▶ **TASK STATEMENT**
Go through each line of the records below and count those with the word "EnableMouseCapture". Give only the count.

[Collected data entries]
use std::io;
use std::io::Stdout;

use anyhow::Result;
use crossterm::cursor;
use crossterm::event::{
    DisableBracketedPaste, DisableMouseCapture, EnableBracketedPaste, EnableMouseCapture,
};
use crossterm::execute;
use crossterm::terminal::{
    disable_raw_mode, enable_raw_mode, EnterAlternateScreen, LeaveAlternateScreen,
};
use ratatui::backend::CrosstermBackend;
use ratatui::layout::{Constraint, Direction, Layout, Rect};
use ratatui::style::{Color, Modifier, Style};
use ratatui::text::{Line, Span};
use ratatui::widgets::{Block, Borders, Paragraph};
use ratatui::{Frame, Terminal};
use tokio::sync::mpsc;
use tui_textarea::TextArea;

use crate::configuration::{Config, ConfigKey};
use crate::domain::models::{Action, Author, Event, Message};
use crate::domain::services::{ActionsService, AppState, EventsService};
use crate::infrastructure::BackendManager;

const EMPTY_HINT: &str = "Welcome! Ask about orders, refunds, or support hours.";
const TYPING_HINT: &str = "assistant is typing...";
const ESCALATION_MARKER: &str = " [needs human]";
const KEYBINDS: &str = "Enter send | Ctrl+S summarize | Up/Down scroll | Ctrl+C quit";

type Tui = Terminal<CrosstermBackend<Stdout>>;

/// Tear the terminal down from a panic handler, where the usual cleanup
/// path is unreachable and errors cannot go anywhere.
pub fn destruct_terminal_for_panic() {
    let _ = disable_raw_mode();
    let _ = execute!(
        io::stdout(),
        LeaveAlternateScreen,
        DisableMouseCapture,
        DisableBracketedPaste
    );
    let _ = execute!(io::stdout(), cursor::Show);
}

fn init_terminal() -> Result<Tui> {
    enable_raw_mode()?;
    execute!(
        io::stdout(),
        EnterAlternateScreen,
        EnableMouseCapture,
        EnableBracketedPaste
    )?;
    Ok(Terminal::new(CrosstermBackend::new(io::stdout()))?)
}

fn restore_terminal() -> Result<()> {
    execute!(
        io::stdout(),
        DisableBracketedPaste,
        DisableMouseCapture,
        LeaveAlternateScreen
    )?;
    disable_raw_mode()?;
    Ok(())
}

fn build_textarea() -> TextArea<'static> {
    let mut textarea = TextArea::default();
    textarea.set_block(
        Block::default()
            .borders(Borders::ALL)
            .title("Message (Enter to send)"),
    );
    textarea.set_cursor_line_style(Style::default());
    textarea
}

/// Word-wrap one raw line to the given width. Lines are pre-wrapped so the
/// scroll offset can work in exact rendered lines.
fn wrap_line(line: &str, width: usize) -> Vec<String> {
    if width == 0 {
        return vec![line.to_string()];
    }

    let mut wrapped = vec![];
    let mut current = String::new();
    for word in line.split_whitespace() {
        let mut word = word.to_string();
        // Hard-split words wider than the viewport.
        while word.chars().count() > width {
            let head: String = word.chars().take(width).collect();
            let tail: String = word.chars().skip(width).collect();
            if !current.is_empty() {
                wrapped.push(std::mem::take(&mut current));
            }
            wrapped.push(head);
            word = tail;
        }

        let needed = word.chars().count() + if current.is_empty() { 0 } else { 1 };
        if current.chars().count() + needed > width && !current.is_empty() {
            wrapped.push(std::mem::take(&mut current));
        }
        if !current.is_empty() {
            current.push(' ');
        }
        current.push_str(&word);
    }
    if !current.is_empty() || wrapped.is_empty() {
        wrapped.push(current);
    }
    wrapped
}

fn message_lines(message: &Message, width: usize) -> Vec<Line<'static>> {
    let (label, label_style) = match message.author {
        Author::User => ("You", Style::default().fg(Color::Cyan).add_modifier(Modifier::BOLD)),
        Author::Assistant => (
            "Assistant",
            Style::default().fg(Color::Magenta).add_modifier(Modifier::BOLD),
        ),
    };

    let mut header = vec![
        Span::styled(label.to_string(), label_style),
        Span::styled(
            format!(" {}", message.timestamp),
            Style::default().fg(Color::DarkGray),
        ),
    ];
    if message.escalated {
        header.push(Span::styled(
            ESCALATION_MARKER.to_string(),
            Style::default().fg(Color::Yellow).add_modifier(Modifier::BOLD),
        ));
    }

    let body_style = if message.is_error() {
        Style::default().fg(Color::Red)
    } else {
        Style::default()
    };

    let mut lines = vec![Line::from(header)];
    for raw_line in message.text.split('\n') {
        for wrapped in wrap_line(raw_line, width) {
            lines.push(Line::from(Span::styled(wrapped, body_style)));
        }
    }
    lines.push(Line::default());
    lines
}

fn render(frame: &mut Frame, app: &mut AppState, textarea: &TextArea) {
    let chunks = Layout::default()
        .direction(Direction::Vertical)
        .constraints([
            Constraint::Min(3),
            Constraint::Length(3),
            Constraint::Length(1),
        ])
        .split(frame.area());

    render_transcript(frame, chunks[0], app);
    frame.render_widget(textarea, chunks[1]);
    render_status(frame, chunks[2], app);
}

fn render_transcript(frame: &mut Frame, area: Rect, app: &mut AppState) {
    let width = area.width.saturating_sub(2) as usize;
    let viewport = area.height.saturating_sub(2) as usize;

    let mut lines: Vec<Line> = vec![];
    if app.messages.is_empty() {
        lines.push(Line::from(Span::styled(
            EMPTY_HINT,
            Style::default().fg(Color::DarkGray),
        )));
    }
    for message in &app.messages {
        lines.extend(message_lines(message, width));
    }
    if app.waiting_for_backend() {
        lines.push(Line::from(Span::styled(
            TYPING_HINT,
            Style::default().fg(Color::DarkGray),
        )));
    }

    app.sync_scroll(lines.len(), viewport);

    let transcript = Paragraph::new(lines)
        .block(
            Block::default()
                .borders(Borders::ALL)
                .title("AI Customer Support"),
        )
        .scroll((app.scroll.position, 0));
    frame.render_widget(transcript, area);
}

fn render_status(frame: &mut Frame, area: Rect, app: &AppState) {
    let status = match &app.notice {
        Some(notice) => Line::from(Span::styled(
            notice.clone(),
            Style::default().fg(Color::Yellow),
        )),
        None => Line::from(Span::styled(
            KEYBINDS,
            Style::default().fg(Color::DarkGray),
        )),
    };
    frame.render_widget(Paragraph::new(status), area);
}

pub async fn start_loop() -> Result<()> {
    let client = BackendManager::get();
    let user_id = Config::get(ConfigKey::UserId);

    let (event_tx, event_rx) = mpsc::unbounded_channel::<Event>();
    let (action_tx, mut action_rx) = mpsc::unbounded_channel::<Action>();

    let worker_event_tx = event_tx.clone();
    let actions_worker = tokio::spawn(async move {
        if let Err(err) =
            ActionsService::start(client, &user_id, worker_event_tx, &mut action_rx).await
        {
            tracing::error!(error = ?err, "actions service stopped");
        }
    });

    let mut terminal = init_terminal()?;
    let mut app = AppState::new();
    let mut events = EventsService::new(event_rx);
    let mut textarea = build_textarea();

    let loop_result = loop {
        if let Err(err) = terminal.draw(|frame| render(frame, &mut app, &textarea)) {
            break Err(err.into());
        }

        match events.next().await {
            Ok(Event::KeyboardCTRLC) => break Ok(()),
            Ok(Event::KeyboardEnter) => {
                let text = textarea.lines().join("\n").trim().to_string();
                if text.is_empty() {
                    continue;
                }
                if let Some(request_id) = app.submit_user_message(&text) {
                    if action_tx
                        .send(Action::SendMessage { request_id, text })
                        .is_err()
                    {
                        break Ok(());
                    }
                }
                textarea = build_textarea();
            }
            Ok(Event::KeyboardCTRLS) => {
                if action_tx.send(Action::Summarize).is_err() {
                    break Ok(());
                }
            }
            Ok(Event::KeyboardCharInput(input)) => {
                textarea.input(input);
            }
            Ok(Event::KeyboardPaste(text)) => {
                textarea.insert_str(&text);
            }
            Ok(Event::UIScrollUp) => app.scroll.up(),
            Ok(Event::UIScrollDown) => app.scroll.down(),
            Ok(Event::UIScrollPageUp) => app.scroll.up_page(),
            Ok(Event::UIScrollPageDown) => app.scroll.down_page(),
            Ok(Event::UITick) => {}
            Ok(backend_event) => app.handle_backend_event(backend_event),
            Err(err) => break Err(err),
        }
    };

    actions_worker.abort();
    restore_terminal()?;
    loop_result
}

▶ **TASK SOLUTION**
2